I’ll be honest, the next few days after returning home were rough. The lumbar puncture headaches were a nightmare, especially for someone like me who so rarely gets any headaches at all. We went out for lunch and a Target run on Friday, and I wound up crying on a bench in pain after two hours. No bueno.
I cannot say enough wonderful things about my parents during the events of last week. They let me break down every few hours, kept me well-hydrated and Tylenol-ed, stocked my fridge, and generally just were the best parents a girl could have during a time like that. I greatly appreciated my dad writing up short posts for his blog to keep everyone informed because I was doing a pretty terrible job at it.
On Saturday I sent them home. It wasn’t so much a positive decision as a necessary one; I knew that if I kept them here, I would keep wallowing in pain and not get started with my readjustment period, which all three of us knew I needed. So we cried, they left, and I went to take another nap (aka, the best way to avoid feeling a headache).

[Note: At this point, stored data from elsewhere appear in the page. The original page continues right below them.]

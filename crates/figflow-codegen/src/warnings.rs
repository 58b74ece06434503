//! Non-fatal conversion warnings.

use indexmap::IndexSet;

/// Insertion-ordered, de-duplicated warnings collected during one pass.
#[derive(Debug, Clone, Default)]
pub struct Warnings {
    messages: IndexSet<String>,
}

impl Warnings {
    pub fn new() -> Self {
        Self::default()
    }

    /// Record a warning. Repeated messages are kept once.
    pub fn add(&mut self, message: impl Into<String>) {
        let message = message.into();
        if !self.messages.contains(&message) {
            tracing::debug!(warning = %message, "conversion warning");
            self.messages.insert(message);
        }
    }

    pub fn iter(&self) -> impl Iterator<Item = &str> {
        self.messages.iter().map(String::as_str)
    }

    pub fn len(&self) -> usize {
        self.messages.len()
    }

    pub fn is_empty(&self) -> bool {
        self.messages.is_empty()
    }

    pub fn into_vec(self) -> Vec<String> {
        self.messages.into_iter().collect()
    }
}

#[cfg(test)]
mod tests {
    use super::*;

    #[test]
    fn test_warnings_are_deduplicated_in_order() {
        let mut warnings = Warnings::new();
        warnings.add("b");
        warnings.add("a");
        warnings.add("b");
        assert_eq!(warnings.len(), 2);
        assert_eq!(warnings.into_vec(), vec!["b".to_string(), "a".to_string()]);
    }
}
//! Scene graph data structures.
//!
//! The graph owns every node. Children are listed top-down by id and each
//! node keeps a non-owning `parent` id used for sibling/parent lookups.

use std::collections::HashMap;
use std::fmt;

use serde::{Deserialize, Serialize};
use smallvec::SmallVec;

use crate::errors::SceneError;
use crate::layout::{AutoLayout, LayoutPositioning, LayoutSizing};
use crate::text::TextProps;
use crate::types::{CornerRadius, Effect, Paint, StrokeAlign};

/// Unique identifier for a scene node.
#[derive(Debug, Clone, Copy, PartialEq, Eq, Hash, PartialOrd, Ord)]
pub struct NodeId(pub u64);

impl fmt::Display for NodeId {
    fn fmt(&self, f: &mut fmt::Formatter<'_>) -> fmt::Result {
        write!(f, "#{}", self.0)
    }
}

/// Structural kind of a scene node.
#[derive(Debug, Clone, Copy, PartialEq, Eq, Hash, Serialize, Deserialize)]
#[serde(rename_all = "SCREAMING_SNAKE_CASE")]
pub enum NodeKind {
    Rectangle,
    Ellipse,
    Star,
    Polygon,
    Line,
    Group,
    Frame,
    Instance,
    Component,
    ComponentSet,
    Section,
    Text,
    Vector,
    /// Boolean operations, slices, stickers and anything else.
    #[serde(other)]
    Other,
}

impl NodeKind {
    /// Frames, instances, components and component sets.
    pub fn is_frame_like(&self) -> bool {
        matches!(
            self,
            NodeKind::Frame | NodeKind::Instance | NodeKind::Component | NodeKind::ComponentSet
        )
    }
}

/// Per-axis layout sizing.
#[derive(Debug, Clone, Copy, PartialEq, Eq, Default)]
pub struct Sizing {
    pub horizontal: LayoutSizing,
    pub vertical: LayoutSizing,
}

/// A node in the scene graph.
#[derive(Debug, Clone)]
pub struct SceneNode {
    /// Unique ID, assigned on insertion
    pub id: NodeId,
    /// Display name
    pub name: String,
    pub kind: NodeKind,
    pub visible: bool,
    /// Position relative to the parent
    pub x: f64,
    pub y: f64,
    pub width: f64,
    pub height: f64,
    /// Rotation in degrees, counter-clockwise
    pub rotation: f64,
    pub opacity: f64,
    /// Fills, bottom to top
    pub fills: SmallVec<[Paint; 1]>,
    /// Strokes, bottom to top
    pub strokes: SmallVec<[Paint; 1]>,
    pub stroke_weight: f64,
    pub stroke_align: StrokeAlign,
    pub corner_radius: CornerRadius,
    pub effects: Vec<Effect>,
    /// Explicit auto-layout (frame-like nodes only)
    pub auto_layout: AutoLayout,
    /// Auto-layout inferred from child placement (frame-like nodes only)
    pub inferred_auto_layout: Option<AutoLayout>,
    pub sizing: Sizing,
    pub positioning: LayoutPositioning,
    pub clips_content: bool,
    /// Recognized as an icon or exported asset
    pub is_asset: bool,
    /// Typography (text nodes only)
    pub text: Option<TextProps>,
    /// Parent node ID (None for roots), set by the graph on insertion
    pub parent: Option<NodeId>,
    /// Child node IDs in paint order, filled in by the graph
    pub children: Vec<NodeId>,
}

impl SceneNode {
    /// Create a new visible node of the given kind.
    pub fn new(kind: NodeKind) -> Self {
        Self {
            id: NodeId(0),
            name: String::new(),
            kind,
            visible: true,
            x: 0.0,
            y: 0.0,
            width: 0.0,
            height: 0.0,
            rotation: 0.0,
            opacity: 1.0,
            fills: SmallVec::new(),
            strokes: SmallVec::new(),
            stroke_weight: 0.0,
            stroke_align: StrokeAlign::Inside,
            corner_radius: CornerRadius::default(),
            effects: Vec::new(),
            auto_layout: AutoLayout::default(),
            inferred_auto_layout: None,
            sizing: Sizing::default(),
            positioning: LayoutPositioning::Auto,
            clips_content: false,
            is_asset: false,
            text: None,
            parent: None,
            children: Vec::new(),
        }
    }

    /// Create a text node.
    pub fn text(props: TextProps) -> Self {
        let mut node = Self::new(NodeKind::Text);
        node.text = Some(props);
        node
    }

    /// Set the name.
    pub fn with_name(mut self, name: impl Into<String>) -> Self {
        self.name = name.into();
        self
    }

    /// Set the position relative to the parent.
    pub fn with_position(mut self, x: f64, y: f64) -> Self {
        self.x = x;
        self.y = y;
        self
    }

    /// Set the size.
    pub fn with_size(mut self, width: f64, height: f64) -> Self {
        self.width = width;
        self.height = height;
        self
    }

    /// Add a fill on top of the existing ones.
    pub fn with_fill(mut self, paint: Paint) -> Self {
        self.fills.push(paint);
        self
    }

    /// Add a stroke with the given weight.
    pub fn with_stroke(mut self, paint: Paint, weight: f64) -> Self {
        self.strokes.push(paint);
        self.stroke_weight = weight;
        self
    }

    pub fn with_corner_radius(mut self, radius: CornerRadius) -> Self {
        self.corner_radius = radius;
        self
    }

    pub fn with_effect(mut self, effect: Effect) -> Self {
        self.effects.push(effect);
        self
    }

    pub fn with_auto_layout(mut self, layout: AutoLayout) -> Self {
        self.auto_layout = layout;
        self
    }

    pub fn with_inferred_auto_layout(mut self, layout: AutoLayout) -> Self {
        self.inferred_auto_layout = Some(layout);
        self
    }

    pub fn with_sizing(mut self, horizontal: LayoutSizing, vertical: LayoutSizing) -> Self {
        self.sizing = Sizing {
            horizontal,
            vertical,
        };
        self
    }

    pub fn with_opacity(mut self, opacity: f64) -> Self {
        self.opacity = opacity;
        self
    }

    pub fn with_rotation(mut self, degrees: f64) -> Self {
        self.rotation = degrees;
        self
    }

    pub fn with_positioning(mut self, positioning: LayoutPositioning) -> Self {
        self.positioning = positioning;
        self
    }

    pub fn with_clips_content(mut self, clips: bool) -> Self {
        self.clips_content = clips;
        self
    }

    /// Mark as a recognized asset.
    pub fn asset(mut self) -> Self {
        self.is_asset = true;
        self
    }

    /// Mark as hidden.
    pub fn hidden(mut self) -> Self {
        self.visible = false;
        self
    }
}

/// The complete scene graph for one selection.
///
/// Nodes are only reachable immutably once inserted, so the parent and
/// child links always form a forest.
#[derive(Debug, Clone, Default)]
pub struct SceneGraph {
    /// All nodes, indexed by ID
    nodes: HashMap<NodeId, SceneNode>,
    /// Root node IDs in document order
    roots: Vec<NodeId>,
    /// Counter for generating unique IDs
    next_id: u64,
}

impl SceneGraph {
    /// Create an empty graph.
    pub fn new() -> Self {
        Self::default()
    }

    fn allocate(&mut self) -> NodeId {
        let id = NodeId(self.next_id);
        self.next_id += 1;
        id
    }

    /// Add a root node.
    pub fn add_root(&mut self, mut node: SceneNode) -> NodeId {
        let id = self.allocate();
        node.id = id;
        node.parent = None;
        node.children.clear();
        self.nodes.insert(id, node);
        self.roots.push(id);
        id
    }

    /// Add a child node as the last child of `parent_id`.
    pub fn add_child(&mut self, parent_id: NodeId, mut node: SceneNode) -> Result<NodeId, SceneError> {
        if !self.nodes.contains_key(&parent_id) {
            return Err(SceneError::MissingParent(parent_id));
        }

        let id = self.allocate();
        node.id = id;
        node.parent = Some(parent_id);
        node.children.clear();
        self.nodes.insert(id, node);

        if let Some(parent) = self.nodes.get_mut(&parent_id) {
            parent.children.push(id);
        }

        Ok(id)
    }

    /// Get a node by ID.
    pub fn get(&self, id: NodeId) -> Option<&SceneNode> {
        self.nodes.get(&id)
    }

    pub fn contains(&self, id: NodeId) -> bool {
        self.nodes.contains_key(&id)
    }

    /// Get the parent of a node.
    pub fn parent(&self, id: NodeId) -> Option<&SceneNode> {
        self.nodes
            .get(&id)
            .and_then(|n| n.parent)
            .and_then(|parent_id| self.nodes.get(&parent_id))
    }

    /// Get children of a node in paint order.
    pub fn children(&self, id: NodeId) -> impl Iterator<Item = &SceneNode> {
        self.nodes
            .get(&id)
            .into_iter()
            .flat_map(|n| n.children.iter())
            .filter_map(|child_id| self.nodes.get(child_id))
    }

    /// Get the root nodes.
    pub fn roots(&self) -> &[NodeId] {
        &self.roots
    }

    /// Iterate over all nodes in no particular order.
    pub fn iter(&self) -> impl Iterator<Item = &SceneNode> {
        self.nodes.values()
    }

    pub fn len(&self) -> usize {
        self.nodes.len()
    }

    pub fn is_empty(&self) -> bool {
        self.nodes.is_empty()
    }
}

#[cfg(test)]
mod tests {
    use super::*;

    #[test]
    fn test_scene_graph() {
        let mut graph = SceneGraph::new();

        let root_id = graph.add_root(
            SceneNode::new(NodeKind::Frame)
                .with_name("root")
                .with_size(800.0, 600.0),
        );
        let child_id = graph
            .add_child(
                root_id,
                SceneNode::new(NodeKind::Rectangle).with_position(10.0, 10.0),
            )
            .unwrap();

        assert_eq!(graph.len(), 2);
        assert_eq!(graph.roots(), &[root_id]);
        assert_eq!(graph.parent(child_id).map(|n| n.id), Some(root_id));
        assert!(graph.parent(root_id).is_none());

        let children: Vec<NodeId> = graph.children(root_id).map(|n| n.id).collect();
        assert_eq!(children, vec![child_id]);
    }

    #[test]
    fn test_insert_resets_links() {
        let mut graph = SceneGraph::new();
        let root = graph.add_root(SceneNode::new(NodeKind::Frame));

        let mut stray = SceneNode::new(NodeKind::Group);
        stray.parent = Some(NodeId(99));
        stray.children = vec![root, NodeId(7)];

        let other_root = graph.add_root(stray.clone());
        assert!(graph.parent(other_root).is_none());
        assert_eq!(graph.children(other_root).count(), 0);

        let child = graph.add_child(root, stray).unwrap();
        assert_eq!(graph.parent(child).map(|n| n.id), Some(root));
        assert_eq!(graph.children(child).count(), 0);
        assert_eq!(graph.get(child).map(|n| n.children.len()), Some(0));
    }

    #[test]
    fn test_add_child_to_missing_parent() {
        let mut graph = SceneGraph::new();
        let err = graph
            .add_child(NodeId(42), SceneNode::new(NodeKind::Text))
            .unwrap_err();
        assert!(matches!(err, SceneError::MissingParent(NodeId(42))));
        assert!(graph.is_empty());
    }

    #[test]
    fn test_frame_like_kinds() {
        assert!(NodeKind::Instance.is_frame_like());
        assert!(NodeKind::ComponentSet.is_frame_like());
        assert!(!NodeKind::Group.is_frame_like());
        assert!(!NodeKind::Section.is_frame_like());
    }

    #[test]
    fn test_kind_from_json() {
        let kind: NodeKind = serde_json::from_str("\"COMPONENT_SET\"").unwrap();
        assert_eq!(kind, NodeKind::ComponentSet);
        let kind: NodeKind = serde_json::from_str("\"BOOLEAN_OPERATION\"").unwrap();
        assert_eq!(kind, NodeKind::Other);
    }
}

My friend Stephanie graciously spent the night at my apartment in case something went wrong, which thankfully nothing did, and though I couldn’t make it to church Sunday morning, I did at least manage to feel halfway normal (though still needing to lie down every couple of hours). Megan and Marshall drove in from Atlanta with a bag of goodies and Megan’s cat (because let’s face it, cats make everything better. No arguments to the contrary will be accepted). Chase also came over, so we ordered pizza and watched stand-up comedy on Netflix and caught up with each other’s lives and it was the best just feeling normal again after such a wacky week.
This past week has just been a period of getting back into life again. I’ve managed to be at work all week, and by Wednesday the lumbar puncture headaches were essentially gone (praise!). My right side mobility is back up to nearly 100%, I’d say, and my handwriting and typing is normal again. The only things I’m really dealing with now are the side effects from the steroid pills I’ll be on for another few days (insomnia and moodiness, mainly), but other than that everything seems to have righted itself.
And the cherry on top: I had a follow-up appointment Wednesday morning with Dr. Hudgens, where he told me that, due to my specific case, I will not be put on any long-term medication at this point. I will have check-up MRIs every so many months for the near future, but unless I present further symptoms or something comes up on one of the MRI images, I’m good to go (as long as I avoid hot tubs and saunas, which I’m totally fine to do).
It was the absolute best news I could have gotten, and I have praised God with every breath since. While there is still a 50/50 chance I will develop full-blown MS at some point in my life, there is also a chance I will never see another flare-up for the rest of my days. But for now, at least, this is an answer to our prayers.
Thank you again to everyone who has poured out their love, support, and prayers over my family and me during the last few weeks. I felt your love very keenly, and I am outrageously grateful for each of you. I have been blessed with so many different kinds of family in so many different places, and God knew I would need the strength of each one for this challenge. So thank you. Thank you so many, many times.
So that’s my last few weeks. Praise the Lord for his faithfulness and provision! I am sorry it took me so long to put all this together, but you know, I totally have a good excuse.
I love y’all. And thank you again, from the bottom of my heart.